Hassib Ben Ammar : « Un homme d’une trempe extraordinaire »
Réalités, 19-4-2000
…C’est effectivement un homme d’une trempe extraordinaire qui est entré dans l’histoire par la grande porte. Il a su faire en effet d’un peuple divisé une nation consciente de ses droits, prête à sacrifier ses enfants pour recouvrer sa liberté.
…Je ne manquerai pas, dans la foulée, de rappeler le choix fondamental du planning familial, sans lequel la Tunisie compterait aujourd’hui vingt millions d’habitants pour partager la transformation des mentalités.

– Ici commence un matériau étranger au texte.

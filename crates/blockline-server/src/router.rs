use axum::extract::DefaultBodyLimit;
use axum::http::{header, HeaderValue, Method};
use axum::{routing::get, Router};
use tower::ServiceBuilder;
use tower_http::cors::{AllowOrigin, Any, CorsLayer};
use tower_http::timeout::TimeoutLayer;
use tower_http::trace::TraceLayer;

use crate::config::ServerConfig;
use crate::error::{ServerError, ServerResult};
use crate::handler;
use crate::state::AppState;

/// Build the axum router with all Blockline endpoints.
pub fn build_router(state: AppState, config: &ServerConfig) -> ServerResult<Router> {
    let middleware = ServiceBuilder::new()
        .layer(TraceLayer::new_for_http())
        .layer(TimeoutLayer::new(config.request_timeout()))
        .layer(cors_layer(config)?);

    Ok(Router::new()
        .route(
            "/blocks",
            get(handler::list_entries).post(handler::create_entry),
        )
        .route("/blocks/latest", get(handler::latest_entry))
        .route("/blocks/:id", get(handler::get_entry))
        .route("/v1/status", get(handler::status_handler))
        .route("/v1/health", get(handler::health_handler))
        .route("/v1/info", get(handler::info_handler))
        .layer(DefaultBodyLimit::max(config.max_body_bytes))
        .layer(middleware)
        .with_state(state))
}

fn cors_layer(config: &ServerConfig) -> ServerResult<CorsLayer> {
    let layer = CorsLayer::new()
        .allow_methods([Method::GET, Method::POST, Method::OPTIONS])
        .allow_headers([header::CONTENT_TYPE, header::AUTHORIZATION]);

    // Credentials cannot be combined with a wildcard origin.
    if config.allows_any_origin() {
        return Ok(layer.allow_origin(Any));
    }

    let origins = config
        .allowed_origins
        .iter()
        .map(|o| {
            HeaderValue::from_str(o)
                .map_err(|_| ServerError::Config(format!("invalid CORS origin: {o}")))
        })
        .collect::<ServerResult<Vec<_>>>()?;

    Ok(layer
        .allow_origin(AllowOrigin::list(origins))
        .allow_credentials(true))
}
use std::fmt::Write as _;

use blockline_types::{Entry, Fingerprint};
use sha2::{Digest, Sha256};

/// Deterministic fingerprint derivation for ledger entries.
///
/// The preimage is the concatenation, with no separators, of:
///
/// 1. `sequence_number` as decimal text
/// 2. `owner_id`
/// 3. `created_at`
/// 4. `transaction_id` as decimal text (with a leading `-` when negative)
/// 5. `transaction_status`
/// 6. `previous_fingerprint` as lowercase hex, or nothing for genesis
///
/// encoded as UTF-8 and hashed with SHA-256. The entry's own `fingerprint`
/// field never contributes.
pub struct HashLinker;

impl HashLinker {
    /// The canonical text that is hashed for `entry`.
    pub fn preimage(entry: &Entry) -> String {
        let mut record = String::with_capacity(
            entry.owner_id.len() + entry.created_at.len() + entry.transaction_status.len() + 104,
        );
        // Writing into a String cannot fail.
        let _ = write!(record, "{}", entry.sequence_number);
        record.push_str(&entry.owner_id);
        record.push_str(&entry.created_at);
        let _ = write!(record, "{}", entry.transaction_id);
        record.push_str(&entry.transaction_status);
        if let Some(prev) = &entry.previous_fingerprint {
            record.push_str(&prev.to_hex());
        }
        record
    }

    /// Compute the fingerprint for `entry` from its fields.
    pub fn fingerprint(entry: &Entry) -> Fingerprint {
        let digest: [u8; 32] = Sha256::digest(Self::preimage(entry).as_bytes()).into();
        Fingerprint::from_hash(digest)
    }

    /// Returns `true` if the stored fingerprint matches a recomputation.
    pub fn verify(entry: &Entry) -> bool {
        Self::fingerprint(entry) == entry.fingerprint
    }
}
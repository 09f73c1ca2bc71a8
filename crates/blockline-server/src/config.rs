use std::net::{Ipv4Addr, SocketAddr};
use std::path::Path;
use std::time::Duration;

use serde::{Deserialize, Serialize};

use crate::error::{ServerError, ServerResult};

/// Environment variable overriding the listen address.
pub const ADDR_ENV: &str = "ADDR";

#[derive(Clone, Debug, PartialEq, Eq, Serialize, Deserialize)]
#[serde(default)]
pub struct ServerConfig {
    pub bind_addr: SocketAddr,
    /// CORS origins. A `"*"` entry allows any origin without credentials.
    pub allowed_origins: Vec<String>,
    pub request_timeout_secs: u64,
    pub max_body_bytes: usize,
}

impl Default for ServerConfig {
    fn default() -> Self {
        Self {
            bind_addr: SocketAddr::from((Ipv4Addr::UNSPECIFIED, 8080)),
            allowed_origins: vec![
                "http://localhost:5173".into(),
                "http://localhost:3000".into(),
            ],
            request_timeout_secs: 10,
            max_body_bytes: 1 << 20,
        }
    }
}

impl ServerConfig {
    /// Parse a TOML document; missing keys keep their defaults.
    pub fn from_toml_str(text: &str) -> ServerResult<Self> {
        toml::from_str(text).map_err(|e| ServerError::Config(e.to_string()))
    }

    /// Read a TOML config file.
    pub fn from_file(path: &Path) -> ServerResult<Self> {
        let text = std::fs::read_to_string(path)?;
        Self::from_toml_str(&text)
    }

    /// Apply the `ADDR` environment variable, if set.
    pub fn with_env_overrides(self) -> ServerResult<Self> {
        match std::env::var(ADDR_ENV) {
            Ok(value) if !value.trim().is_empty() => self.with_bind(&value),
            _ => Ok(self),
        }
    }

    /// Override the listen address.
    ///
    /// Accepts a bare port (`8080`), a port with a leading colon (`:8080`),
    /// or a full socket address (`127.0.0.1:8080`). Bare ports bind on all
    /// interfaces.
    pub fn with_bind(mut self, value: &str) -> ServerResult<Self> {
        self.bind_addr = parse_bind(value)?;
        Ok(self)
    }

    pub fn request_timeout(&self) -> Duration {
        Duration::from_secs(self.request_timeout_secs)
    }

    pub fn allows_any_origin(&self) -> bool {
        self.allowed_origins.iter().any(|o| o == "*")
    }
}

fn parse_bind(value: &str) -> ServerResult<SocketAddr> {
    let value = value.trim();
    let port_text = value.strip_prefix(':').unwrap_or(value);
    if let Ok(port) = port_text.parse::<u16>() {
        return Ok(SocketAddr::from((Ipv4Addr::UNSPECIFIED, port)));
    }
    value
        .parse()
        .map_err(|_| ServerError::Config(format!("invalid listen address: {value}")))
}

Il a veillé à ce que le peuple tunisien se considère comme responsable de son sort en recherchant l’épanouissement par le travail.
…Mais quoiqu’on en dise, ces points faibles, auxquels on ajoutera peut-être l’expérience amère de la collectivisation, ne doivent en aucun cas ternir l’image de Bourguiba qui reste un grand homme d’Etat.
…J’ai eu l’honneur de l’accompagner au cours d’un voyage au Moyen-Orient. Je me souviens qu’au cours de la visite du temple de la nativité à Bethlehem, Bourguiba s’est adressé en ces termes à un prêtre catholique et un imam musulman qu’il a vu assis l’un à côté de l’autre : « Si vos aïeuls avaient pensé un seul instant que vous seriez assis côte-à-côté à fraterniser de cette façon, nous n’aurions pas vu autant de sang couler pendant les Croisades. Et si aujourd’hui, Arabes et Juifs acceptaient de se mettre autour d’une table pour trouver ensemble les solutions de nature à servir les intérêts de leurs peuples sur la base des recommandations des Nations Unies, cela aurait été beaucoup plus sage ».
Le lendemain, un journal cairote écrivait dans son éditorial : « Nous avons tous un très grand respect pour le grand leader Bourguiba qui a su libérer la Tunisie ; c’est ce qui fait que nous ne prenons pas au sérieux les rumeurs qui nous parviennent de Jéricho et Bethlehem et qui disent que Bourguiba appelle à un dialogue entre Arabes et Juifs. Chacun sait qu’il n’y a qu’une seule solution à notre cause sacrée, c’est de jeter les juifs à la mer. Et tout responsable politique qui proposerait une autre solution doit être considéré comme un ennemi à notre cause sacrée et doit être éliminé de la scène politique ».